Terkait dengan itu, Dinas Kesehatan DKI terus berupaya melakukan penyuluhan mengenai cara membersihkan dan mensterilkan air secara sederhana. Pembersihan air secara sederhana melalui dua tahap, yaitu pembersihan fisik dan bakteri.

Untuk pembersihan fisik, air didiamkan sehingga kotoran mengendap atau air diberi bahan pengendap (koagulan), seperti tawas. Pada tahapan ini, hampir 80 persen bakteri patogen yang ada di air akan mati. Proses ini dapat menjernihkan air hanya dalam waktu 5-15 menit.

Setelah melakukan pembersihan air secara fisik, langkah selanjutnya adalah membunuh sisa bakteri merugikan.
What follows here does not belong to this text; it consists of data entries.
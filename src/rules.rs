//! Firewall rule matching: which ports a VPC's security groups open to
//! another VPC's address range.

use serde::{Deserialize, Serialize};
use std::collections::BTreeSet;
use tracing::debug;

use crate::cidr;
use crate::inventory::{SecurityGroup, Vpc};

/// Mechanism tag carried by every rule match
pub const RULE_MECHANISM: &str = "Rule";

/// How repeated ports within one ordered pair are reported
#[derive(Serialize, Deserialize, Clone, Copy, Debug, Default, PartialEq, Eq)]
pub enum PortPolicy {
    /// One match per distinct `(group, port)`, sorted
    #[default]
    Dedup,
    /// One match per matching rule range, in scan order
    PerRuleSet,
}

#[derive(Serialize, Deserialize, Clone, Debug, PartialEq, Eq, Hash, PartialOrd, Ord)]
pub struct SecurityMatch {
    pub group_id: String,
    pub port: i32,
}

impl SecurityMatch {
    pub fn mechanism(&self) -> &'static str {
        RULE_MECHANISM
    }
}

/// Ingress ports of `source`'s security groups reachable from
/// `destination`'s range.
///
/// Universal ranges are skipped: they say nothing about this particular
/// neighbor. Permissions without a port (or with port 0) are skipped too.
pub fn match_rules(
    source: &Vpc,
    security_groups: &[SecurityGroup],
    destination: &Vpc,
    policy: PortPolicy,
) -> Vec<SecurityMatch> {
    let mut matches = Vec::new();

    for group in security_groups.iter().filter(|g| g.vpc_id == source.id) {
        for permission in &group.ip_permissions {
            let port = match permission.from_port {
                Some(port) if port != 0 => port,
                _ => continue,
            };
            for range in &permission.ip_ranges {
                if cidr::is_universal(&range.cidr_ip) {
                    continue;
                }
                if cidr::overlaps_or_false(&range.cidr_ip, &destination.cidr) {
                    debug!(
                        "{} on {} allows port {} from {}",
                        group.group_id, source.id, port, destination.id
                    );
                    matches.push(SecurityMatch {
                        group_id: group.group_id.clone(),
                        port,
                    });
                }
            }
        }
    }

    match policy {
        PortPolicy::Dedup => matches
            .into_iter()
            .collect::<BTreeSet<_>>()
            .into_iter()
            .collect(),
        PortPolicy::PerRuleSet => matches,
    }
}

fn port_label(port: i32) -> String {
    if port < 0 {
        "all".to_string()
    } else {
        port.to_string()
    }
}

/// Ports of `matches` joined for display.
///
/// `Dedup` lists each port once, ascending. `PerRuleSet` lists one port per
/// match, in the order the matches were found.
pub fn ports_label<'a>(
    matches: impl IntoIterator<Item = &'a SecurityMatch>,
    policy: PortPolicy,
) -> String {
    let ports = matches.into_iter().map(|m| m.port);
    let ports: Vec<i32> = match policy {
        PortPolicy::Dedup => ports.collect::<BTreeSet<_>>().into_iter().collect(),
        PortPolicy::PerRuleSet => ports.collect(),
    };
    ports
        .into_iter()
        .map(port_label)
        .collect::<Vec<_>>()
        .join(", ")
}

/// Group ids of `matches` in first-seen order.
pub fn matched_groups(matches: &[SecurityMatch]) -> Vec<&str> {
    let mut groups: Vec<&str> = Vec::new();
    for m in matches {
        if !groups.contains(&m.group_id.as_str()) {
            groups.push(&m.group_id);
        }
    }
    groups
}
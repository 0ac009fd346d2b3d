//! Inventory records as delivered by the resource fetcher.
//!
//! Field names follow the EC2 `describe-*` responses so snapshots can be
//! captured straight from the cloud CLI.

use indexmap::IndexMap;
use serde::{Deserialize, Serialize};
use std::collections::{HashMap, HashSet};
use tracing::warn;

use crate::routes::RouteTable;

#[derive(Serialize, Deserialize, Clone, Debug, PartialEq, Eq)]
#[serde(rename_all = "PascalCase")]
pub struct Tag {
    pub key: String,
    pub value: String,
}

#[derive(Serialize, Deserialize, Clone, Debug, PartialEq, Eq)]
#[serde(rename_all = "PascalCase")]
pub struct VpcRecord {
    pub vpc_id: String,
    pub cidr_block: String,
    #[serde(default)]
    pub tags: Vec<Tag>,
}

#[derive(Serialize, Deserialize, Clone, Debug, Default, PartialEq, Eq)]
#[serde(rename_all = "PascalCase")]
pub struct RouteRecord {
    #[serde(default)]
    pub destination_cidr_block: Option<String>,
    #[serde(default)]
    pub gateway_id: Option<String>,
    #[serde(default)]
    pub transit_gateway_id: Option<String>,
    #[serde(default)]
    pub vpc_peering_connection_id: Option<String>,
}

#[derive(Serialize, Deserialize, Clone, Debug, PartialEq, Eq)]
#[serde(rename_all = "PascalCase")]
pub struct RouteTableRecord {
    pub route_table_id: String,
    pub vpc_id: String,
    #[serde(default)]
    pub routes: Vec<RouteRecord>,
}

#[derive(Serialize, Deserialize, Clone, Debug, PartialEq, Eq)]
#[serde(rename_all = "PascalCase")]
pub struct IpRange {
    pub cidr_ip: String,
}

#[derive(Serialize, Deserialize, Clone, Debug, Default, PartialEq, Eq)]
#[serde(rename_all = "PascalCase")]
pub struct IpPermission {
    #[serde(default)]
    pub ip_protocol: Option<String>,
    #[serde(default)]
    pub from_port: Option<i32>,
    #[serde(default)]
    pub to_port: Option<i32>,
    #[serde(default)]
    pub ip_ranges: Vec<IpRange>,
}

/// A security group with its ingress permissions.
#[derive(Serialize, Deserialize, Clone, Debug, PartialEq, Eq)]
#[serde(rename_all = "PascalCase")]
pub struct SecurityGroup {
    pub group_id: String,
    #[serde(default)]
    pub group_name: Option<String>,
    pub vpc_id: String,
    #[serde(default)]
    pub ip_permissions: Vec<IpPermission>,
}

/// Everything the fetcher returns for one region.
#[derive(Serialize, Deserialize, Clone, Debug, Default, PartialEq, Eq)]
#[serde(rename_all = "PascalCase")]
pub struct RegionInventory {
    #[serde(default)]
    pub vpcs: Vec<VpcRecord>,
    #[serde(default)]
    pub route_tables: Vec<RouteTableRecord>,
    #[serde(default)]
    pub security_groups: Vec<SecurityGroup>,
}

/// A frozen, multi-region inventory. Region order is the default run order.
#[derive(Serialize, Deserialize, Clone, Debug, Default, PartialEq, Eq)]
#[serde(rename_all = "PascalCase")]
pub struct InventorySnapshot {
    #[serde(default)]
    pub regions: IndexMap<String, RegionInventory>,
}

#[derive(Serialize, Deserialize, Clone, Debug, PartialEq, Eq)]
pub struct Vpc {
    pub id: String,
    pub cidr: String,
    pub name: String,
    pub region: String,
}

impl Vpc {
    pub fn from_record(record: &VpcRecord, region: &str) -> Self {
        let name = record
            .tags
            .iter()
            .find(|t| t.key == "Name" && !t.value.is_empty())
            .map(|t| t.value.clone())
            .unwrap_or_else(|| record.vpc_id.clone());

        Self {
            id: record.vpc_id.clone(),
            cidr: record.cidr_block.clone(),
            name,
            region: region.to_string(),
        }
    }
}

/// One region's inventory, converted and indexed by owning VPC.
#[derive(Clone, Debug, Default)]
pub struct RegionResources {
    pub region: String,
    pub vpcs: Vec<Vpc>,
    route_tables: HashMap<String, Vec<RouteTable>>,
    security_groups: HashMap<String, Vec<SecurityGroup>>,
}

impl RegionResources {
    pub fn from_inventory(region: &str, inventory: &RegionInventory) -> Self {
        let mut seen = HashSet::new();
        let vpcs = inventory
            .vpcs
            .iter()
            .filter(|record| {
                let first = seen.insert(record.vpc_id.as_str());
                if !first {
                    warn!("Ignoring repeated VPC {} in {}", record.vpc_id, region);
                }
                first
            })
            .map(|record| Vpc::from_record(record, region))
            .collect();

        let mut route_tables: HashMap<String, Vec<RouteTable>> = HashMap::new();
        for record in &inventory.route_tables {
            route_tables
                .entry(record.vpc_id.clone())
                .or_default()
                .push(RouteTable::from_record(record));
        }

        let mut security_groups: HashMap<String, Vec<SecurityGroup>> = HashMap::new();
        for group in &inventory.security_groups {
            security_groups
                .entry(group.vpc_id.clone())
                .or_default()
                .push(group.clone());
        }

        Self {
            region: region.to_string(),
            vpcs,
            route_tables,
            security_groups,
        }
    }

    pub fn route_tables_for(&self, vpc_id: &str) -> &[RouteTable] {
        self.route_tables
            .get(vpc_id)
            .map(Vec::as_slice)
            .unwrap_or_default()
    }

    pub fn security_groups_for(&self, vpc_id: &str) -> &[SecurityGroup] {
        self.security_groups
            .get(vpc_id)
            .map(Vec::as_slice)
            .unwrap_or_default()
    }
}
Caranya adalah dengan mencampurkan aquatabs. Aquatabs merupakan alat pembunuh bakteri berbentuk tablet berisi kaporit (70 persen klor aktif) untuk mematikan bakteri patogen. Proses pembersihan untuk membunuh bakteri dilakukan selama 30 menit sebelum air dimasak untuk diminum.

"Setelah air dibersihkan, tetap harus dimasak hingga mendidih sebelum diminum. Sayuran untuk lalapan dan buah-buahan, sebaiknya dicuci dengan air mineral atau air yang sudah dimasak," kata Evi.